15• L'elefante che fa danza classica vince il premio come mostro più assurdo

All'incirca dall'altra parte del campo, Alabaster e Lucas stavano discutendo riguardo ai risultati ottenuti con i loro rispettivi incantesimi. Si erano allontanati  dalle macerie del tempio di Giove per evitare di farsi male inciampando casualmente in qualche masso e si erano messi a parlare sotto l'ombra di un albero particolarmente imponente.

«È stato Eolo. E su questo non ci piove.» disse Alabaster a Lucas. «Solo, non capisco come tu faccia ad eseguire gli incantesimi senza usare una formula in latino.» 

Lucas alzò le spalle. «Non parlo il latino.» 

«Non è questo il punto. Non capisco come sia possibile.» replicò Alabaster. «Chi ti ha insegnato a fare magie?» 

«Nessuno. La prima volta che ho eseguito un incantesimo quasi non me ne sono reso conto. Il resto è venuto da sé.» 

Alabaster scosse la testa, con aria dubbiosa. «Non riesco proprio a capire.» 

«Non credo che la magia sia solo questo o quello.» tentò di spiegargli Lucas, gesticolando con le mani.  «Penso che ci siano più modi di eseguirla e ognuno può utilizzare quello che preferisce e con il quale si trova più in sintonia.» 

«Ne ho fatta di esperienza, eppure non ho mai visto qualcuno fare incantesimi come li fai tu.» 

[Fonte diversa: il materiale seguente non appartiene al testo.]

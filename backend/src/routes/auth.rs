//! Authentication routes
//!
//! Signup, login, logout and refresh are forwarded to the BaaS auth API.
//! Logout and `/me` require a bearer token.

use crate::auth::AuthUser;
use crate::error::ApiResult;
use crate::services::AuthService;
use crate::state::AppState;
use axum::{
    extract::State,
    http::StatusCode,
    routing::{get, post},
    Json, Router,
};
use healthymeal_shared::types::{
    CurrentUserResponse, LoginRequest, LoginResponse, RefreshRequest, SignUpRequest,
    SignUpResponse,
};

/// Create auth routes
pub fn auth_routes() -> Router<AppState> {
    Router::new()
        .route("/signup", post(sign_up))
        .route("/login", post(login))
        .route("/logout", post(logout))
        .route("/refresh", post(refresh))
        .route("/me", get(current_user))
}

/// Register a new account
///
/// POST /api/v1/auth/signup
async fn sign_up(
    State(state): State<AppState>,
    Json(req): Json<SignUpRequest>,
) -> ApiResult<(StatusCode, Json<SignUpResponse>)> {
    let redirect_to = state.config().server.public_url.as_deref();
    let response = AuthService::sign_up(state.baas(), &req, redirect_to).await?;
    Ok((StatusCode::CREATED, Json(response)))
}

/// Login with email and password
///
/// POST /api/v1/auth/login
async fn login(
    State(state): State<AppState>,
    Json(req): Json<LoginRequest>,
) -> ApiResult<Json<LoginResponse>> {
    let response = AuthService::login(state.baas(), &state.login_limiter, &req).await?;
    Ok(Json(response))
}

/// POST /api/v1/auth/logout
async fn logout(State(state): State<AppState>, auth: AuthUser) -> ApiResult<StatusCode> {
    AuthService::logout(state.baas(), state.cache(), &auth).await?;
    Ok(StatusCode::NO_CONTENT)
}

/// POST /api/v1/auth/refresh
async fn refresh(
    State(state): State<AppState>,
    Json(req): Json<RefreshRequest>,
) -> ApiResult<Json<LoginResponse>> {
    let response = AuthService::refresh(state.baas(), &req).await?;
    Ok(Json(response))
}

/// Get the signed-in user
///
/// GET /api/v1/auth/me
async fn current_user(
    State(state): State<AppState>,
    auth: AuthUser,
) -> ApiResult<Json<CurrentUserResponse>> {
    let user = AuthService::current_user(state.baas(), &auth).await?;
    Ok(Json(user))
}
//! Application error handling
//!
//! This module provides unified error handling for the API,
//! converting internal errors to appropriate HTTP responses.

use crate::baas::BaasError;
use crate::llm::LlmError;
use axum::{
    http::{header, HeaderValue, StatusCode},
    response::{IntoResponse, Response},
    Json,
};
use healthymeal_shared::{ErrorCode, ErrorDetail, ErrorResponse};
use thiserror::Error;
use tracing::{error, warn};

/// API error type that can be converted to HTTP responses
#[derive(Error, Debug)]
pub enum ApiError {
    #[error("Validation error: {0}")]
    Validation(String),

    #[error("Resource not found: {0}")]
    NotFound(String),

    #[error("Unauthorized: {0}")]
    Unauthorized(String),

    #[error("Forbidden: {0}")]
    Forbidden(String),

    #[error("Conflict: {0}")]
    Conflict(String),

    #[error("Email already registered: {0}")]
    EmailExists(String),

    /// Rejected by the BaaS auth API for a reason other than credentials
    #[error("Authentication error: {0}")]
    Auth(String),

    #[error("Too many requests: {message}")]
    TooManyRequests {
        message: String,
        retry_after_secs: u64,
    },

    #[error("Bad request: {0}")]
    BadRequest(String),

    /// BaaS call failed while doing `context`
    #[error("{context}: {source}")]
    Baas {
        context: String,
        #[source]
        source: BaasError,
    },

    #[error("Recipe generation failed: {0}")]
    Generation(#[from] LlmError),

    #[error("Internal server error")]
    Internal(#[from] anyhow::Error),
}

impl ApiError {
    /// Wrap a BaaS failure with what was being attempted
    pub fn baas(context: impl Into<String>, source: BaasError) -> Self {
        ApiError::Baas {
            context: context.into(),
            source,
        }
    }

    /// Closure form of [`ApiError::baas`] for `map_err`
    pub fn baas_ctx(context: &'static str) -> impl FnOnce(BaasError) -> ApiError {
        move |source| ApiError::baas(context, source)
    }

    pub fn code(&self) -> ErrorCode {
        match self {
            ApiError::Validation(_) => ErrorCode::ValidationError,
            ApiError::NotFound(_) => ErrorCode::NotFound,
            ApiError::Unauthorized(_) => ErrorCode::Unauthorized,
            ApiError::Forbidden(_) => ErrorCode::Forbidden,
            ApiError::Conflict(_) => ErrorCode::Conflict,
            ApiError::EmailExists(_) => ErrorCode::EmailExists,
            ApiError::Auth(_) => ErrorCode::AuthError,
            ApiError::TooManyRequests { .. } => ErrorCode::RateLimited,
            ApiError::BadRequest(_) => ErrorCode::BadRequest,
            ApiError::Baas { source, .. } if source.is_auth_failure() => ErrorCode::Unauthorized,
            ApiError::Baas { .. } => ErrorCode::BaasError,
            ApiError::Generation(_) => ErrorCode::GenerationError,
            ApiError::Internal(_) => ErrorCode::InternalError,
        }
    }
}

impl From<BaasError> for ApiError {
    fn from(source: BaasError) -> Self {
        ApiError::baas("Backend request failed", source)
    }
}

impl IntoResponse for ApiError {
    fn into_response(self) -> Response {
        let code = self.code();
        let mut retry_after = None;

        let (status, message) = match &self {
            ApiError::Validation(msg)
            | ApiError::Auth(msg)
            | ApiError::BadRequest(msg) => (StatusCode::BAD_REQUEST, msg.clone()),
            ApiError::NotFound(msg) => (StatusCode::NOT_FOUND, msg.clone()),
            ApiError::Unauthorized(msg) => (StatusCode::UNAUTHORIZED, msg.clone()),
            ApiError::Forbidden(msg) => (StatusCode::FORBIDDEN, msg.clone()),
            ApiError::Conflict(msg) | ApiError::EmailExists(msg) => {
                (StatusCode::CONFLICT, msg.clone())
            }
            ApiError::TooManyRequests {
                message,
                retry_after_secs,
            } => {
                retry_after = Some(*retry_after_secs);
                (StatusCode::TOO_MANY_REQUESTS, message.clone())
            }
            ApiError::Baas { context, source } => {
                if source.is_auth_failure() {
                    warn!(context = %context, error = %source, "BaaS rejected session");
                    (
                        StatusCode::UNAUTHORIZED,
                        "Session expired or invalid".to_string(),
                    )
                } else {
                    error!(context = %context, error = ?source, "BaaS error");
                    let detail = match source {
                        BaasError::Api { message, .. } => message.clone(),
                        _ => "upstream service unavailable".to_string(),
                    };
                    (StatusCode::BAD_GATEWAY, format!("{}: {}", context, detail))
                }
            }
            ApiError::Generation(err) => {
                error!(error = ?err, "Recipe generation error");
                match err {
                    LlmError::Disabled => (StatusCode::SERVICE_UNAVAILABLE, err.to_string()),
                    LlmError::Http(_) => (
                        StatusCode::BAD_GATEWAY,
                        "AI service is unreachable".to_string(),
                    ),
                    _ => (StatusCode::BAD_GATEWAY, err.to_string()),
                }
            }
            ApiError::Internal(err) => {
                error!("Internal error: {:?}", err);
                (
                    StatusCode::INTERNAL_SERVER_ERROR,
                    "An internal error occurred".to_string(),
                )
            }
        };

        let body = Json(ErrorResponse {
            error: ErrorDetail {
                code,
                message,
                details: None,
            },
        });

        let mut response = (status, body).into_response();
        if let Some(secs) = retry_after {
            if let Ok(value) = HeaderValue::from_str(&secs.to_string()) {
                response.headers_mut().insert(header::RETRY_AFTER, value);
            }
        }
        response
    }
}

/// Result type alias for API handlers
pub type ApiResult<T> = Result<T, ApiError>;

#[cfg(test)]
mod tests {
    use super::*;

    async fn body_json(response: Response) -> serde_json::Value {
        let bytes = axum::body::to_bytes(response.into_body(), usize::MAX)
            .await
            .unwrap();
        serde_json::from_slice(&bytes).unwrap()
    }

    #[test]
    fn test_validation_error_status() {
        let error = ApiError::Validation("Invalid input".to_string());
        let response = error.into_response();
        assert_eq!(response.status(), StatusCode::BAD_REQUEST);
    }

    #[test]
    fn test_not_found_error_status() {
        let error = ApiError::NotFound("Recipe not found".to_string());
        let response = error.into_response();
        assert_eq!(response.status(), StatusCode::NOT_FOUND);
    }

    #[test]
    fn test_unauthorized_error_status() {
        let error = ApiError::Unauthorized("Invalid token".to_string());
        let response = error.into_response();
        assert_eq!(response.status(), StatusCode::UNAUTHORIZED);
    }

    #[tokio::test]
    async fn test_email_exists_body() {
        let response = ApiError::EmailExists("Email already registered".to_string()).into_response();
        assert_eq!(response.status(), StatusCode::CONFLICT);
        let body = body_json(response).await;
        assert_eq!(body["error"]["code"], "EMAIL_EXISTS");
    }

    #[test]
    fn test_rate_limited_sets_retry_after() {
        let response = ApiError::TooManyRequests {
            message: "Slow down".to_string(),
            retry_after_secs: 42,
        }
        .into_response();
        assert_eq!(response.status(), StatusCode::TOO_MANY_REQUESTS);
        assert_eq!(response.headers()[header::RETRY_AFTER], "42");
    }

    #[tokio::test]
    async fn test_baas_error_keeps_context() {
        let source = BaasError::from_body(400, r#"{"message":"violates check constraint"}"#);
        let response = ApiError::baas("Failed to fetch ingredients", source).into_response();
        assert_eq!(response.status(), StatusCode::BAD_GATEWAY);
        let body = body_json(response).await;
        assert_eq!(body["error"]["code"], "BAAS_ERROR");
        assert_eq!(
            body["error"]["message"],
            "Failed to fetch ingredients: violates check constraint"
        );
    }

    #[test]
    fn test_baas_auth_failure_maps_to_401() {
        let source = BaasError::from_body(401, r#"{"message":"JWT expired"}"#);
        let error = ApiError::baas("Failed to fetch recipes", source);
        assert_eq!(error.code(), ErrorCode::Unauthorized);
        assert_eq!(error.into_response().status(), StatusCode::UNAUTHORIZED);
    }

    #[test]
    fn test_disabled_generation_is_unavailable() {
        let response = ApiError::Generation(LlmError::Disabled).into_response();
        assert_eq!(response.status(), StatusCode::SERVICE_UNAVAILABLE);
    }
}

«Quindi ora la nostra cara mamma mi metterà in punizione?» rise Lucas. «Dici che non mi farà mangiare il dolce, o mi obbligherà a parlare latino? Spero non mi tolga il caffè. Amo il caffè.» 

Alabaster gli lanciò un'occhiataccia. «Mostra un po' di rispetto per chi ti ha messo al mondo.» ringhiò, digrignando i denti. 

«Rispetto mio padre. Con Ecate non voglio averci nulla a che fare. Non l'ho mai vista. Non una sola volta si è degnata di farsi vedere.» Anche Lucas stava iniziando a scaldarsi; teneva le braccia distese lungo i fianchi e le mani chiuse a pugno. «Neanche una schifosissima telefonata. Una lettera. Il nulla.» Parlare degli dèi, soprattutto l'argomento “genitori divini”, gli suscitava una gran rabbia, che era sempre riuscito ad attanagliare. Quella volta sentiva, invece, che non sarebbe andata così. Soprattutto dopo ciò che Alabaster gli disse, che contribuì ad aizzarlo ancora di più. 

«Credi davvero di essere così importante da ricevere una telefonata da una dea? Sei solo un ingrato.» 

«Un ingrato? Io?»

«Certo!» gridò Alabaster. «Ti prendi gioco di nostra madre e non la rispetti come dovresti, eppure ti servi dei suoi doni quando ti fa comodo!»

«Non le ho chiesto io di aprirmi la strada a tutto questo!» ribatté Lucas. Non era mai così furioso in vita sua. «Fino a qualche mese fa neanche sapevo che il mondo fosse così! Cosa credi? Che per me sia facile stare qui?» abbaiò contro Alabaster. «Perché – indovina un po' – non lo è! Io, a quest'ora dovrei stare a casa mia, a New York, con la mia famiglia! Invece sono qui, praticamente dall'altra parte, a combattere contro degli esseri immortali psicopatici! Avrei voluto condurre una vita normale, ma ormai non ho più scelta! È questa è stata tutta colpa di Ecate!» 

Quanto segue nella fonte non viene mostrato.